As the dust begins to settle on the Sony Pictures Entertainment data breach, we continue to see major threats to corporate digital assets become reality. And they are growing in both size and impact on corporations, well beyond customer personally identifiable information (PII). In Sony Pictures’ case, the breach extended to the very digital assets it produces. So, one has to wonder, are other companies really worried about digital risk?
Well, based on some recent survey data, I’d have to say – yes, they are worried. In fact, several weeks ago, I published an analysis of our annual Gartner IT Risk Management Survey and it contains some telling results. It showed that demands from board members and senior executives for IT risk management data increased dramatically in the past year. In 2013, only 46% of survey respondents noted that IT risk management data influenced board level decision making. However, in 2014, that percentage rose to a whopping 70% (see figure below).

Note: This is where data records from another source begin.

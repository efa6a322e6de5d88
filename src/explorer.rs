//! Wires the timeline, the keyword cloud and the search state together.
//!
//! The explorer never blocks: every UI event is handled synchronously and
//! answers with the [`Effect`]s (remote searches, cloud layouts) the caller
//! should run in the background. Their results come back through
//! [`Explorer::on_search_response`] and [`Explorer::on_cloud_layout`].

use crate::cloud::{CloudLayout, CloudRebuild, CloudRequest, KeywordCloud};
use crate::error::FetchError;
use crate::search::{Applied, QueryState, SearchRequest, SearchResponse};
use crate::settings::Settings;
use crate::surface::Surface;
use crate::timeline::types::{TimePoint, Year};
use crate::timeline::Timeline;

/// Everything the user can do
#[derive(Debug, Clone, PartialEq)]
pub enum UiEvent {
    /// Zoom input changed to this many pixels per time index
    ZoomChanged(f32),
    /// Keyword label under the marker at this index
    MarkerLabelClicked(usize),
    CloudWordClicked(String),
    /// Term chip on a search result
    ResultTermClicked(String),
    PageClicked(u32),
    FormSubmitted,
}

/// Background work requested by the explorer
#[derive(Debug, Clone, PartialEq)]
pub enum Effect {
    Search(SearchRequest),
    LayoutCloud(CloudRequest),
}

pub struct Explorer {
    timeline: Timeline,
    cloud: KeywordCloud,
    query: QueryState,
    surface: Surface,
    default_page: u32,
    default_page_size: u32,
    min_pixel_scale: f32,
    max_pixel_scale: f32,
}

impl Explorer {
    pub fn new(settings: &Settings) -> Self {
        Self {
            timeline: Timeline::new(settings.chart, settings.pixel_scale),
            cloud: KeywordCloud::new(&settings.cloud),
            query: QueryState::new(),
            surface: Surface::new(),
            default_page: settings.default_page,
            default_page_size: settings.default_page_size,
            min_pixel_scale: settings.min_pixel_scale,
            max_pixel_scale: settings.max_pixel_scale,
        }
    }

    /// The dataset arrived: draw the first chart
    pub fn on_dataset(&mut self, result: Result<Vec<TimePoint>, FetchError>) -> Vec<Effect> {
        match result {
            Ok(data) => {
                self.timeline.load(data);
                self.redraw(self.timeline.pixel_scale())
            }
            Err(e) => {
                tracing::warn!("Failed to load timeline: {}", e);
                Vec::new()
            }
        }
    }

    pub fn dispatch(&mut self, event: UiEvent) -> Vec<Effect> {
        tracing::debug!("UI event: {:?}", event);
        match event {
            UiEvent::ZoomChanged(scale) => {
                if !self.timeline.is_loaded() {
                    return Vec::new();
                }
                let scale = scale.clamp(self.min_pixel_scale, self.max_pixel_scale);
                self.redraw(scale)
            }
            UiEvent::MarkerLabelClicked(index) => self.select_marker(index),
            UiEvent::CloudWordClicked(word) => {
                let request =
                    self.query
                        .search_by_term(word, self.default_page, self.default_page_size);
                vec![Effect::Search(request)]
            }
            UiEvent::ResultTermClicked(term) => {
                let size = self
                    .query
                    .active()
                    .map_or(self.default_page_size, |q| q.page_size);
                let request = self
                    .query
                    .search_explicit(term, Year::any(), self.default_page, size);
                vec![Effect::Search(request)]
            }
            UiEvent::PageClicked(page) => match self.query.pager().click(page) {
                Some((page, size)) => vec![Effect::Search(self.query.search_by_page(page, size))],
                None => Vec::new(),
            },
            UiEvent::FormSubmitted => {
                let request = self
                    .query
                    .submit_form(self.default_page, self.default_page_size);
                vec![Effect::Search(request)]
            }
        }
    }

    pub fn on_search_response(&mut self, response: SearchResponse) -> Applied {
        self.query.apply(response)
    }

    pub fn on_cloud_layout(&mut self, layout: CloudLayout) -> bool {
        self.cloud.on_layout(layout)
    }

    /// Redraw the chart at `pixel_scale`, bootstrapping the cloud if needed
    fn redraw(&mut self, pixel_scale: f32) -> Vec<Effect> {
        let rebuild = self
            .timeline
            .render(pixel_scale, &mut self.surface, &mut self.cloud);
        self.cloud_effects(rebuild)
    }

    /// Marker label click: new cloud for that year, then search its top keyword
    fn select_marker(&mut self, index: usize) -> Vec<Effect> {
        let Some(point) = self.timeline.point(index) else {
            return Vec::new();
        };
        let keyword = point.representative().map(|k| k.value.clone());
        let year = point.year.clone();

        let rebuild = self.timeline.select(index, &mut self.cloud);
        let mut effects = self.cloud_effects(rebuild);
        if let Some(word) = keyword {
            let request =
                self.query
                    .search_explicit(word, year, self.default_page, self.default_page_size);
            effects.push(Effect::Search(request));
        }
        effects
    }

    fn cloud_effects(&mut self, rebuild: Option<CloudRebuild>) -> Vec<Effect> {
        let Some(rebuild) = rebuild else {
            return Vec::new();
        };
        let mut effects = vec![Effect::LayoutCloud(rebuild.request)];
        if let Some(auto) = rebuild.auto_search {
            tracing::info!("Auto-searching {:?} in {}", auto.word, auto.year);
            let request = self.query.search_explicit(
                auto.word,
                auto.year,
                self.default_page,
                self.default_page_size,
            );
            effects.push(Effect::Search(request));
        }
        effects
    }

    pub fn timeline(&self) -> &Timeline {
        &self.timeline
    }

    pub fn cloud(&self) -> &KeywordCloud {
        &self.cloud
    }

    pub fn query(&self) -> &QueryState {
        &self.query
    }

    pub fn query_mut(&mut self) -> &mut QueryState {
        &mut self.query
    }

    pub fn surface(&self) -> &Surface {
        &self.surface
    }
}

#[cfg(test)]
#[path = "explorer_tests.rs"]
mod tests;
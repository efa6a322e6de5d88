//! Marker geometry for one time point.
//!
//! Each marker is a dot on the series with a stem down to the baseline and a
//! leader below it ending in the representative keyword. Keyword labels cycle
//! through five stacked rows so neighbouring labels don't overlap.

use super::scale::Scales;
use super::types::TimePoint;
use crate::surface::{Anchor, Hit, Shape, Surface};
use crate::theme::{self, QuantityHue};
use egui::{Color32, Pos2, Vec2};

/// Number of stacked label rows before the cycle repeats
pub const LABEL_ROWS: usize = 5;

/// Value label sits this far above the marker's top edge
const VALUE_LABEL_OFFSET: f32 = -10.0;

/// Keyword text baseline below the end of the leader
const KEYWORD_BASELINE: f32 = 14.0;

const FONT_SIZE: f32 = 11.0;

/// Geometry of one marker, in coordinates local to `origin`
#[derive(Debug, Clone, PartialEq)]
pub struct MarkerGeometry {
    pub index: usize,
    /// Top-left of the marker glyph's bounding box, in chart coordinates
    pub origin: Pos2,
    pub radius: f32,
    /// Distance from `origin` down to the chart baseline
    pub baseline_offset: f32,
    /// Distance from `origin` down to the end of the keyword leader
    pub label_offset: f32,
    pub value_label: String,
    pub keyword_label: Option<String>,
    pub color: Color32,
}

impl MarkerGeometry {
    /// Label row offset below the baseline
    #[cfg(test)]
    pub fn row_offset(&self) -> f32 {
        self.label_offset - self.baseline_offset
    }

    pub fn center(&self) -> Pos2 {
        self.local(self.radius)
    }

    /// Connector from the marker down to the baseline
    pub fn stem(&self) -> [Pos2; 2] {
        [self.local(self.radius), self.local(self.baseline_offset)]
    }

    /// Connector from the baseline down to the keyword label row
    pub fn leader(&self) -> [Pos2; 2] {
        [self.local(self.baseline_offset), self.local(self.label_offset)]
    }

    pub fn value_label_pos(&self) -> Pos2 {
        self.local(VALUE_LABEL_OFFSET)
    }

    pub fn keyword_label_pos(&self) -> Pos2 {
        self.local(self.label_offset + KEYWORD_BASELINE)
    }

    /// Point on the marker's vertical axis, `dy` below the origin
    fn local(&self, dy: f32) -> Pos2 {
        self.origin + Vec2::new(self.radius, dy)
    }

    /// Push the marker's shapes; the keyword label is the clickable part
    pub fn draw(&self, surface: &mut Surface) {
        surface.draw(Shape::Line {
            from: self.stem()[0],
            to: self.stem()[1],
            color: theme::chart::CONNECTOR,
        });
        surface.draw(Shape::Text {
            pos: self.value_label_pos(),
            text: self.value_label.clone(),
            size: FONT_SIZE,
            color: self.color,
            anchor: Anchor::Start,
        });
        surface.draw(Shape::Line {
            from: self.leader()[0],
            to: self.leader()[1],
            color: theme::chart::CONNECTOR,
        });
        if let Some(keyword) = &self.keyword_label {
            surface.draw_clickable(
                Shape::Text {
                    pos: self.keyword_label_pos(),
                    text: keyword.clone(),
                    size: FONT_SIZE,
                    color: theme::chart::KEYWORD,
                    anchor: Anchor::Start,
                },
                Hit::MarkerLabel(self.index),
            );
        }
        surface.draw(Shape::Circle {
            center: self.center(),
            radius: self.radius,
            fill: self.color,
        });
    }
}

/// Lay out the marker for `point` at time index `index`
pub fn layout_marker(
    point: &TimePoint,
    index: usize,
    scales: &Scales,
    hue: &QuantityHue,
    radius: f32,
    row_height: f32,
) -> MarkerGeometry {
    let x = scales.x.apply(index as f32).round() + 0.5 - radius;
    let y = scales.y.apply(point.quantity as f32) - radius;
    let baseline_offset = scales.height - y;
    let row = (index % LABEL_ROWS + 1) as f32;
    let label_offset = baseline_offset + row * row_height;

    MarkerGeometry {
        index,
        origin: Pos2::new(x, y),
        radius,
        baseline_offset,
        label_offset,
        value_label: format_quantity(point.quantity),
        keyword_label: point.representative().map(|k| k.value.clone()),
        color: hue.color(point.quantity),
    }
}

fn format_quantity(quantity: f64) -> String {
    if quantity.fract() == 0.0 {
        format!("{}", quantity as i64)
    } else {
        format!("{}", quantity)
    }
}
//! Timeline data types matching the `data.json` response.

use serde::{Deserialize, Serialize};
use std::fmt;

/// A year as the server sends it.
///
/// `data.json` quotes years while `search.json` sends them as numbers; both
/// land here as text. The empty year means "no year filter".
#[derive(Debug, Clone, PartialEq, Eq, Hash, Default, Serialize, Deserialize)]
#[serde(from = "RawYear", into = "String")]
pub struct Year(String);

#[derive(Deserialize)]
#[serde(untagged)]
enum RawYear {
    Text(String),
    Number(i64),
}

impl From<RawYear> for Year {
    fn from(raw: RawYear) -> Self {
        match raw {
            RawYear::Text(s) => Year(s),
            RawYear::Number(n) => Year(n.to_string()),
        }
    }
}

impl From<Year> for String {
    fn from(year: Year) -> Self {
        year.0
    }
}

impl Year {
    /// No year filter
    pub fn any() -> Self {
        Year(String::new())
    }

    pub fn new(year: impl Into<String>) -> Self {
        Year(year.into())
    }

    pub fn is_any(&self) -> bool {
        self.0.is_empty()
    }

    pub fn as_str(&self) -> &str {
        &self.0
    }
}

impl fmt::Display for Year {
    fn fmt(&self, f: &mut fmt::Formatter<'_>) -> fmt::Result {
        f.write_str(&self.0)
    }
}

/// A keyword and how often it occurs in one year
#[derive(Debug, Clone, PartialEq, Eq, Deserialize)]
pub struct Keyword {
    pub value: String,
    pub count: u32,
}

impl Keyword {
    pub fn new(value: impl Into<String>, count: u32) -> Self {
        Self {
            value: value.into(),
            count,
        }
    }
}

/// One point on the timeline.
///
/// `keywords` arrives ranked by descending count; the first entry is the
/// representative keyword shown under the marker.
#[derive(Debug, Clone, PartialEq, Deserialize)]
pub struct TimePoint {
    pub year: Year,
    pub quantity: f64,
    #[serde(default)]
    pub keywords: Vec<Keyword>,
}

impl TimePoint {
    /// Highest-count keyword, if the year has any
    pub fn representative(&self) -> Option<&Keyword> {
        self.keywords.first()
    }
}

/// Year select options: "all years" first, then each distinct year in dataset order
pub fn year_options(data: &[TimePoint]) -> Vec<Year> {
    let mut options = vec![Year::any()];
    for point in data {
        if !options.contains(&point.year) {
            options.push(point.year.clone());
        }
    }
    options
}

Our research is not alone. Boston Consulting Group also reports that 2014 has seen an increase of 126% in cyber attacks reported by companies, an increase of 83% in references to digital asset security in top broker research and an increase of 9% in worldwide spending in IT security.
So, the challenge for companies now is how to equip themselves for future threats and protect their most vital digital assets. That is also what the focus of our risk management research at Gartner is designed to address. In 2015, we will be investigating how companies are evolving their IT risk management programs to better manage these growing digital risks.